(RECORDS SUPPLIED Opens)
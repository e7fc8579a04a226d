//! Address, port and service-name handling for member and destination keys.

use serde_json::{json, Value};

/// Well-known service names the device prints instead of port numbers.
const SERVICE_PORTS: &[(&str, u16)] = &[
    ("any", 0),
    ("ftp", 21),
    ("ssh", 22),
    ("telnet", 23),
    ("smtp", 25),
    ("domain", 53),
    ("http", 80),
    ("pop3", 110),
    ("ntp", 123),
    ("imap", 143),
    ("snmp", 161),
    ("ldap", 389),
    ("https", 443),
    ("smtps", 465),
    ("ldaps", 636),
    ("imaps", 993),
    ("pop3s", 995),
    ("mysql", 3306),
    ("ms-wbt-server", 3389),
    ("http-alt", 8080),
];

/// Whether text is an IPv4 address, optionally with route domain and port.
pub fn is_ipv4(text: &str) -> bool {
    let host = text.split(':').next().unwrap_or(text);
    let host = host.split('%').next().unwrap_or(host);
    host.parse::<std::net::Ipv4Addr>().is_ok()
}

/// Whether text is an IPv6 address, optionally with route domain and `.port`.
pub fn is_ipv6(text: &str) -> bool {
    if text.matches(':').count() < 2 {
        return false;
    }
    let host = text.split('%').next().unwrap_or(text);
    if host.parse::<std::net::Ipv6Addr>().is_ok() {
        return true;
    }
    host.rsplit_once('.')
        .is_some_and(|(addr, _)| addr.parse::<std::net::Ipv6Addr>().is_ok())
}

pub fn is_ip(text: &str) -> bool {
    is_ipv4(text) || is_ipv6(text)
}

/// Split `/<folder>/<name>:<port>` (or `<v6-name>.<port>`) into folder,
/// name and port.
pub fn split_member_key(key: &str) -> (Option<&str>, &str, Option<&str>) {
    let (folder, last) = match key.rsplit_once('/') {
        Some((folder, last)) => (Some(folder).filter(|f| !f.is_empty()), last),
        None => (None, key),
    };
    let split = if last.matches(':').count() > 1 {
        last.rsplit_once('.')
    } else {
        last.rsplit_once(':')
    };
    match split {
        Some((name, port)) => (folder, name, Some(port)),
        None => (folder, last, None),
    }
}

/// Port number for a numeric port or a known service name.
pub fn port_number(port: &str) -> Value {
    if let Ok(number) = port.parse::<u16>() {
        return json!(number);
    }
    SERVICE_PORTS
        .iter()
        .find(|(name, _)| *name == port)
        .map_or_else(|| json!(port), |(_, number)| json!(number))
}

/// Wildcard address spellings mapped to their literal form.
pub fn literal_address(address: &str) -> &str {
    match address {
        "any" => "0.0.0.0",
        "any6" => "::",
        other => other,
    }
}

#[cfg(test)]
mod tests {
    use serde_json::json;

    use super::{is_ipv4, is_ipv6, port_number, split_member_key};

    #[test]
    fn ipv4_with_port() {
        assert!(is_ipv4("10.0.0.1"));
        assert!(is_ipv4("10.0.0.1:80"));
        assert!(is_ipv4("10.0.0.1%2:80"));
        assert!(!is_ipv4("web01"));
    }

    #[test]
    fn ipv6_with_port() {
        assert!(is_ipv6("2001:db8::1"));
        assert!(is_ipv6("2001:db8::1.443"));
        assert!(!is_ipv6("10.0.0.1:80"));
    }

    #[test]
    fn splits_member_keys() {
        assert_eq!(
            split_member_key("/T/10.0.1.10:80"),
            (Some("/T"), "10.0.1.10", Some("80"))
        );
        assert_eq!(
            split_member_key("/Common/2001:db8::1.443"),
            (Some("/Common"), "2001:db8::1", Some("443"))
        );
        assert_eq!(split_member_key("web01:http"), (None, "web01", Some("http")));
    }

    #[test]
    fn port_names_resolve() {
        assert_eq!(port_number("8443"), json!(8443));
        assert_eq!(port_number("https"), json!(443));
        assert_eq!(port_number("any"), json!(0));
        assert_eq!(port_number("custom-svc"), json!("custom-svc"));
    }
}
(RECORDS SUPPLIED Closes)
(RECORDS SUPPLIED Opens)
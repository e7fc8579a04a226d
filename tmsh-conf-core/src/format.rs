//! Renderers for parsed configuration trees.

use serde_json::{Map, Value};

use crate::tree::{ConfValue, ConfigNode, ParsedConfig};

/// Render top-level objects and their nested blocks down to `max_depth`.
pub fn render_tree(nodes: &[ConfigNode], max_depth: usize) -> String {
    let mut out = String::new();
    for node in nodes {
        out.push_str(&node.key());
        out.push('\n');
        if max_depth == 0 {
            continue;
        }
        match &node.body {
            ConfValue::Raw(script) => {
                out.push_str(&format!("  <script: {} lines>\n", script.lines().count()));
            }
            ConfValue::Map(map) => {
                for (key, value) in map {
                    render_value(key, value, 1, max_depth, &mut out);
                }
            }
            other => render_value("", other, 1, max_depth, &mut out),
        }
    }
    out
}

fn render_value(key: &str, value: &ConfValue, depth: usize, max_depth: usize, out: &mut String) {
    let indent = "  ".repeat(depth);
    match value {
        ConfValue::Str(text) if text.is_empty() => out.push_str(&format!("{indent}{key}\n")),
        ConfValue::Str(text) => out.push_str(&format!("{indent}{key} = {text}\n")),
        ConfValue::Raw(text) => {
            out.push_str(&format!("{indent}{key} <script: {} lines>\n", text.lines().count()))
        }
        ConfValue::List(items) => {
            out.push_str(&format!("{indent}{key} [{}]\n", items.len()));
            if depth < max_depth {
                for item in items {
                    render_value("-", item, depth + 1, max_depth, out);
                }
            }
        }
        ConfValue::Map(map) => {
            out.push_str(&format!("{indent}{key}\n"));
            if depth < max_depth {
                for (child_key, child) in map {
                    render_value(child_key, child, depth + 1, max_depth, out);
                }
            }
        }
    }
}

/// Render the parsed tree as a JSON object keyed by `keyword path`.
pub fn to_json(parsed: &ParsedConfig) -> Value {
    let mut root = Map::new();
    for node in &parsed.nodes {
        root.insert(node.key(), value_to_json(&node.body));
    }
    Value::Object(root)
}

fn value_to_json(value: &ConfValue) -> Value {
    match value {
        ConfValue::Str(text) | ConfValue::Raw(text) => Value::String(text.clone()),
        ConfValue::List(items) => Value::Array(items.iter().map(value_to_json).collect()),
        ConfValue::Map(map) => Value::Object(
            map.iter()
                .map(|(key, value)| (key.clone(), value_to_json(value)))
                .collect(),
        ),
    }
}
(RECORDS SUPPLIED Closes)
(RECORDS SUPPLIED Opens)
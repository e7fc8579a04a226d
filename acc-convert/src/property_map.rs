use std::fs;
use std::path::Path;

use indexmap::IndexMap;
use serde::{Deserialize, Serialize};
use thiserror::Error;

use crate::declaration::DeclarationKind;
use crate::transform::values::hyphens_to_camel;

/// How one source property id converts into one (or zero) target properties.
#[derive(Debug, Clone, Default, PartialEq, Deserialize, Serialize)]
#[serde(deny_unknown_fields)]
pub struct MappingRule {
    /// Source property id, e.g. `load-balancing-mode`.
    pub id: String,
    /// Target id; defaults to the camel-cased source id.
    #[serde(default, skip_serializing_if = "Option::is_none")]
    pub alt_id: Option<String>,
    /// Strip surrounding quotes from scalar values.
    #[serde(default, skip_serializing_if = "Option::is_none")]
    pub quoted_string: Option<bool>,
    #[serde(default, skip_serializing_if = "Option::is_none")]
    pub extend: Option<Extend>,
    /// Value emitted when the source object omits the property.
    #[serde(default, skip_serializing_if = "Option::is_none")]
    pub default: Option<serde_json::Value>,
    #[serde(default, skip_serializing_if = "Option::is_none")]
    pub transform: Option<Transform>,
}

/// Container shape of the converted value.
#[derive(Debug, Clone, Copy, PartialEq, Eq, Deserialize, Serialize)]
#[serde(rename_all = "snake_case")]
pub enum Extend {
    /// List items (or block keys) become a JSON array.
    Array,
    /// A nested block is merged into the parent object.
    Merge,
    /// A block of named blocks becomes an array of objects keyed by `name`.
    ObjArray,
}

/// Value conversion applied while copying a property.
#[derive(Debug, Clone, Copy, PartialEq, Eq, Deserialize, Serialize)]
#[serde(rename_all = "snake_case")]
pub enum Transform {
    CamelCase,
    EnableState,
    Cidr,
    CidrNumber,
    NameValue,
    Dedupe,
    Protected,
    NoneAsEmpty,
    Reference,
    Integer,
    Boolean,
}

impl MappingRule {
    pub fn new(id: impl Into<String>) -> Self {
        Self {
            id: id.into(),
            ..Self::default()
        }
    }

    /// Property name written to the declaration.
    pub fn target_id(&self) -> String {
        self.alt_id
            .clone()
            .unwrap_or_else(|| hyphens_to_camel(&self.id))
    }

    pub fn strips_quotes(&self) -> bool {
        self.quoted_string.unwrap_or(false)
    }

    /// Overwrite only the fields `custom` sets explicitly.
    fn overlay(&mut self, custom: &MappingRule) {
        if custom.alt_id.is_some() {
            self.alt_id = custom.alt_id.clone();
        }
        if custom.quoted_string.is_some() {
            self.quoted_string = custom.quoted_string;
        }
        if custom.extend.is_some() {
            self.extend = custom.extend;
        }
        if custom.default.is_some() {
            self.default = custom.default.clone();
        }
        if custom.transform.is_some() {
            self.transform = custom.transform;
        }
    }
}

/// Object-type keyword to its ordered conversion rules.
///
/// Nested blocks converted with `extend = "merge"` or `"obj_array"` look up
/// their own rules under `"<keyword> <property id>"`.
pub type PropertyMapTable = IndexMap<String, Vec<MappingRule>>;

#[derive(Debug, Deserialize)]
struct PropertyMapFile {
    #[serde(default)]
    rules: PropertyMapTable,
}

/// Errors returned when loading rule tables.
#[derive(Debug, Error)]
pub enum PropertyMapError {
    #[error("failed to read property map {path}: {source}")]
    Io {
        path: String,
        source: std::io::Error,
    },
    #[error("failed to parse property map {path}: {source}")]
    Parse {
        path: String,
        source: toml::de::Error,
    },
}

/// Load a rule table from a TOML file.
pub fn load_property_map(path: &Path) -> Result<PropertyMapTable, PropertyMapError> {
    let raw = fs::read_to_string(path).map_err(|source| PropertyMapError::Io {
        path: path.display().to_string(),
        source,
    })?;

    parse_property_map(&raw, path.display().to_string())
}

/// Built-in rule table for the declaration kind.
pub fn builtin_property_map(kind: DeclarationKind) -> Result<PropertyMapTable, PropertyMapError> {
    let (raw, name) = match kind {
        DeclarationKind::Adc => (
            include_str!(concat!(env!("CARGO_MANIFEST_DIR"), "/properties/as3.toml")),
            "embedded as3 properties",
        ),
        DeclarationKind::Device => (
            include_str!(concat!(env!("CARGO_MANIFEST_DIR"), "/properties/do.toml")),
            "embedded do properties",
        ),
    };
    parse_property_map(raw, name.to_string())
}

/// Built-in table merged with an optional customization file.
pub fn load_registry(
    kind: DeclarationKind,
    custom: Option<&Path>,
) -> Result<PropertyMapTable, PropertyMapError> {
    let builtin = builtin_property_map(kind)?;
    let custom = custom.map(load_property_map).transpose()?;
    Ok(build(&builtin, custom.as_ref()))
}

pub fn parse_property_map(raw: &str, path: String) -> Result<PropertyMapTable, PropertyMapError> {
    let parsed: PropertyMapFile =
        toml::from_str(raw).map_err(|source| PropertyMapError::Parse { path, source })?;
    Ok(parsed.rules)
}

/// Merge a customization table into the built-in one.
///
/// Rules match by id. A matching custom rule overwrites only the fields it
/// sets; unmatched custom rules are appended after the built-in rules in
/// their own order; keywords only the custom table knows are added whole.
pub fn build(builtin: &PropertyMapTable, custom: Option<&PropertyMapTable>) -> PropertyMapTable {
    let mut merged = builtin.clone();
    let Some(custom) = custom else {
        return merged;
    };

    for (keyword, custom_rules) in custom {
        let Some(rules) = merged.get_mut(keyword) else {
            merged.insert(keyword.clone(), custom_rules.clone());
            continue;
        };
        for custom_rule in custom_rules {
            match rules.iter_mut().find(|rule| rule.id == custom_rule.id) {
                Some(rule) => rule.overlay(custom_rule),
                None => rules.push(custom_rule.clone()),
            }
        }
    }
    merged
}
(RECORDS SUPPLIED Closes)
- _PROBLEM_:
Go through the records and gather the lines that hold "PropertyMapTable".

- _TASK SOLUTION_:
pub type PropertyMapTable = IndexMap<String, Vec<MappingRule>>;
    rules: PropertyMapTable,
pub fn load_property_map(path: &Path) -> Result<PropertyMapTable, PropertyMapError> {
pub fn builtin_property_map(kind: DeclarationKind) -> Result<PropertyMapTable, PropertyMapError> {
) -> Result<PropertyMapTable, PropertyMapError> {
pub fn parse_property_map(raw: &str, path: String) -> Result<PropertyMapTable, PropertyMapError> {
pub fn build(builtin: &PropertyMapTable, custom: Option<&PropertyMapTable>) -> PropertyMapTable {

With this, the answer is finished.